Several key ag issues have taken center stage during the current Washington legislative session.  But is the farming community getting a fair shake in Olympia?


No, says Ritzville senator, Mark Schoesler.


He noted the 2021-2022 session was horrible for Washington’s farming community, but this session isn’t much better thanks to the deaf ear the ag community has received.  He pointed to the Cap and Trade issue as an example of the state turning its back on the farming sector.  He noted farmers aren’t the only ones being charged a fuel tax they were told they wouldn’t have to pay.


“It also was set up to exempt Ag haulers.  Tankers go to dairies in some cases every day, or more than once a day, regularly they have yet to see the first nickel back from that fuel tax.  So, there's a lot of work to do.  I dropped Senate bill 5728 with senator [Perry] Dozier (Walla Walla) trying to get the dialogue started in more of a positive tone.  To get what we were promised as producers in this state.”


Schoesler said neither Ecology or the majority party have expressed an interest in fixing the fuel charge problem.  Another issue is Ag overtime.

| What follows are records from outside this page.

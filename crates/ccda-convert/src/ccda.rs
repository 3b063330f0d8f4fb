//! CCDA to `Bundle` conversion.

use std::ffi::OsStr;

use ccda_ingest::RawDocument;
use serde_json::{Map, Value, json};
use tracing::{debug, trace};

use crate::DocumentConverter;
use crate::codes::{administrative_gender, code_system_uri, hl7_timestamp, observation_status};
use crate::error::{ConversionError, Result};
use crate::template::{ConversionTemplate, SectionRule, TemplateLoader};
use crate::xml::{Element, parse_document};

const ROOT_ELEMENT: &str = "ClinicalDocument";
const PATIENT_ID: &str = "patient";

/// Converter for HL7 CCDA documents.
#[derive(Debug, Default)]
pub struct CcdaConverter {
    templates: TemplateLoader,
}

impl CcdaConverter {
    pub fn new(templates: TemplateLoader) -> Self {
        Self { templates }
    }

    /// Converter searching `templates_dir` (a platform path list) and the
    /// directories in `CCDA_TEMPLATES_PATH`.
    pub fn from_search_path(templates_dir: &OsStr) -> Self {
        Self::new(TemplateLoader::from_search_path(templates_dir).with_env_search_path())
    }
}

impl DocumentConverter for CcdaConverter {
    fn convert(&self, template_name: &str, document: &RawDocument) -> Result<Value> {
        let template = self.templates.load(template_name)?;
        let text = document.text()?;
        let root = parse_document(&text).map_err(|message| ConversionError::Xml {
            document: document.name.clone(),
            message,
        })?;
        if root.name != ROOT_ELEMENT {
            return Err(ConversionError::NotClinicalDocument {
                document: document.name.clone(),
                found: root.name,
            });
        }
        let bundle = BundleBuilder::new(&template).build(&root);
        debug!(
            document = %document.name,
            encoding = %document.encoding,
            template = %template.name,
            entries = bundle["entry"].as_array().map_or(0, Vec::len),
            "converted document"
        );
        Ok(bundle)
    }
}

struct BundleBuilder<'t> {
    template: &'t ConversionTemplate,
    entries: Vec<Value>,
    observation_seq: usize,
}

impl<'t> BundleBuilder<'t> {
    fn new(template: &'t ConversionTemplate) -> Self {
        Self {
            template,
            entries: Vec::new(),
            observation_seq: 0,
        }
    }

    fn build(mut self, root: &Element) -> Value {
        let template = self.template;
        if let Some(patient) = root.find_path(&["recordTarget", "patientRole"]) {
            self.push_entry(patient_resource(patient));
        }

        let mut sections = Vec::new();
        collect_sections(root, &mut sections);
        for section in sections {
            let template_ids = section
                .children_named("templateId")
                .filter_map(|id| id.attr("root"));
            let code = section.child("code").and_then(|code| code.attr("code"));
            let Some(rule) = template.rule_for(template_ids, code) else {
                continue;
            };
            trace!(section = ?rule.name, category = %rule.category, "matched section");

            let mut observations = Vec::new();
            for entry in section.children_named("entry") {
                entry.find_outermost("observation", &mut observations);
            }
            for observation in observations {
                self.observation_seq += 1;
                let resource = observation_resource(observation, rule, self.observation_seq);
                self.push_entry(resource);
            }
        }

        json!({
            "resourceType": "Bundle",
            "type": "batch",
            "meta": {"tag": [{"code": template.name}]},
            "entry": self.entries,
        })
    }

    fn push_entry(&mut self, resource: Value) {
        let full_url = format!(
            "{}/{}",
            resource["resourceType"].as_str().unwrap_or("Resource"),
            resource["id"].as_str().unwrap_or_default()
        );
        self.entries.push(json!({
            "fullUrl": full_url,
            "resource": resource,
        }));
    }
}

/// Every `section`, including sections nested inside other sections.
fn collect_sections<'a>(element: &'a Element, out: &mut Vec<&'a Element>) {
    for child in &element.children {
        if child.name == "section" {
            out.push(child);
        }
        collect_sections(child, out);
    }
}

fn patient_resource(patient_role: &Element) -> Value {
    let mut resource = Map::new();
    resource.insert("resourceType".into(), json!("Patient"));
    resource.insert("id".into(), json!(PATIENT_ID));

    let identifiers: Vec<Value> = patient_role
        .children_named("id")
        .filter_map(identifier)
        .collect();
    if !identifiers.is_empty() {
        resource.insert("identifier".into(), Value::Array(identifiers));
    }

    if let Some(patient) = patient_role.child("patient") {
        let names: Vec<Value> = patient.children_named("name").map(human_name).collect();
        if !names.is_empty() {
            resource.insert("name".into(), Value::Array(names));
        }
        let gender = patient
            .child("administrativeGenderCode")
            .and_then(|code| code.attr("code"));
        resource.insert("gender".into(), json!(administrative_gender(gender)));
        if let Some(birth) = patient
            .child("birthTime")
            .and_then(|time| time.non_empty_attr("value"))
        {
            resource.insert("birthDate".into(), json!(hl7_timestamp(birth)));
        }
    }
    Value::Object(resource)
}

fn human_name(name: &Element) -> Value {
    let given: Vec<String> = name
        .children_named("given")
        .map(Element::deep_text)
        .filter(|given| !given.is_empty())
        .collect();
    let mut value = Map::new();
    if let Some(family) = name.child("family").map(Element::deep_text) {
        value.insert("family".into(), json!(family));
    }
    if !given.is_empty() {
        value.insert("given".into(), json!(given));
    }
    if value.is_empty() {
        let text = name.deep_text();
        if !text.is_empty() {
            value.insert("text".into(), json!(text));
        }
    }
    Value::Object(value)
}

fn identifier(id: &Element) -> Option<Value> {
    let root = id.non_empty_attr("root")?;
    let mut value = Map::new();
    value.insert("system".into(), json!(format!("urn:oid:{root}")));
    if let Some(extension) = id.non_empty_attr("extension") {
        value.insert("value".into(), json!(extension));
    }
    Some(Value::Object(value))
}

fn observation_resource(observation: &Element, rule: &SectionRule, seq: usize) -> Value {
    let mut category_coding = Map::new();
    category_coding.insert("system".into(), json!(rule.category_system));
    category_coding.insert("code".into(), json!(rule.category));
    if let Some(display) = &rule.category_display {
        category_coding.insert("display".into(), json!(display));
    }

    let mut resource = Map::new();
    resource.insert("resourceType".into(), json!("Observation"));
    resource.insert("id".into(), json!(format!("observation-{seq}")));

    let identifiers: Vec<Value> = observation
        .children_named("id")
        .filter_map(identifier)
        .collect();
    if !identifiers.is_empty() {
        resource.insert("identifier".into(), Value::Array(identifiers));
    }

    let status = observation
        .child("statusCode")
        .and_then(|status| status.attr("code"));
    resource.insert("status".into(), json!(observation_status(status)));
    resource.insert(
        "category".into(),
        json!([{ "coding": [Value::Object(category_coding)] }]),
    );
    if let Some(code) = observation.child("code") {
        resource.insert("code".into(), codeable_concept(code));
    }
    resource.insert(
        "subject".into(),
        json!({"reference": format!("Patient/{PATIENT_ID}")}),
    );
    if let Some(effective) = effective_time(observation) {
        resource.insert("effectiveDateTime".into(), json!(hl7_timestamp(effective)));
    }
    if let Some(value) = observation.child("value") {
        if let Some((key, converted)) = observation_value(value) {
            resource.insert(key.into(), converted);
        }
    }
    Value::Object(resource)
}

fn effective_time(observation: &Element) -> Option<&str> {
    let time = observation.child("effectiveTime")?;
    time.non_empty_attr("value").or_else(|| {
        time.child("low")
            .and_then(|low| low.non_empty_attr("value"))
    })
}

/// `code` plus its `translation`s as FHIR codings.
///
/// A `nullFlavor` element contributes no coding of its own, whether or not it
/// names a `codeSystem`; its translations are still converted.
fn codeable_concept(code: &Element) -> Value {
    let mut codings = Vec::new();
    if let Some(primary) = coding(code) {
        codings.push(primary);
    }
    codings.extend(code.children_named("translation").filter_map(coding));

    let mut concept = Map::new();
    concept.insert("coding".into(), Value::Array(codings));
    if let Some(text) = code
        .child("originalText")
        .map(Element::deep_text)
        .filter(|text| !text.is_empty())
    {
        concept.insert("text".into(), json!(text));
    }
    Value::Object(concept)
}

fn coding(code: &Element) -> Option<Value> {
    if code.attr("nullFlavor").is_some() {
        return None;
    }
    let system = code.non_empty_attr("codeSystem");
    let value = code.attr("code");
    if system.is_none() && value.is_none() {
        return None;
    }
    let mut coding = Map::new();
    if let Some(system) = system {
        coding.insert("system".into(), json!(code_system_uri(system.trim())));
    }
    coding.insert("code".into(), json!(value.unwrap_or_default().trim()));
    if let Some(display) = code.non_empty_attr("displayName") {
        coding.insert("display".into(), json!(display));
    }
    Some(Value::Object(coding))
}

fn observation_value(value: &Element) -> Option<(&'static str, Value)> {
    let kind = value
        .attr("type")
        .and_then(|kind| kind.rsplit(':').next())
        .unwrap_or_default();
    match kind {
        "PQ" => {
            let number = value
                .non_empty_attr("value")
                .and_then(|raw| raw.trim().parse::<f64>().ok())
                .and_then(serde_json::Number::from_f64)?;
            let mut quantity = Map::new();
            quantity.insert("value".into(), Value::Number(number));
            if let Some(unit) = value.non_empty_attr("unit") {
                quantity.insert("unit".into(), json!(unit));
                quantity.insert("system".into(), json!("http://unitsofmeasure.org"));
                quantity.insert("code".into(), json!(unit));
            }
            Some(("valueQuantity", Value::Object(quantity)))
        }
        "CD" | "CE" | "CO" | "CV" => Some(("valueCodeableConcept", codeable_concept(value))),
        _ => {
            let text = value.deep_text();
            let text = if text.is_empty() {
                value.non_empty_attr("value")?.to_string()
            } else {
                text
            };
            Some(("valueString", json!(text)))
        }
    }
}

Schoesler said during a recent hearing in Olympia, several farm workers told lawmakers that the current law is not good for those in the field and orchards; asking that they be allowed to be able to work more hours to make the kind of money to which they are accustomed.


“Our farm workers are better treated than Amazon or Wal-Mart employees on an hourly basis, and in many cases get superior benefits but nobody's targeting Amazon or Wal-Mart they're targeting farmers.”


In an effort to help farmers and farm managers balance the issue of a 40-hour week, legislation has been proposed allowing producers to designate a 12-week window where workers to put in 48 hours before Overtime would be required.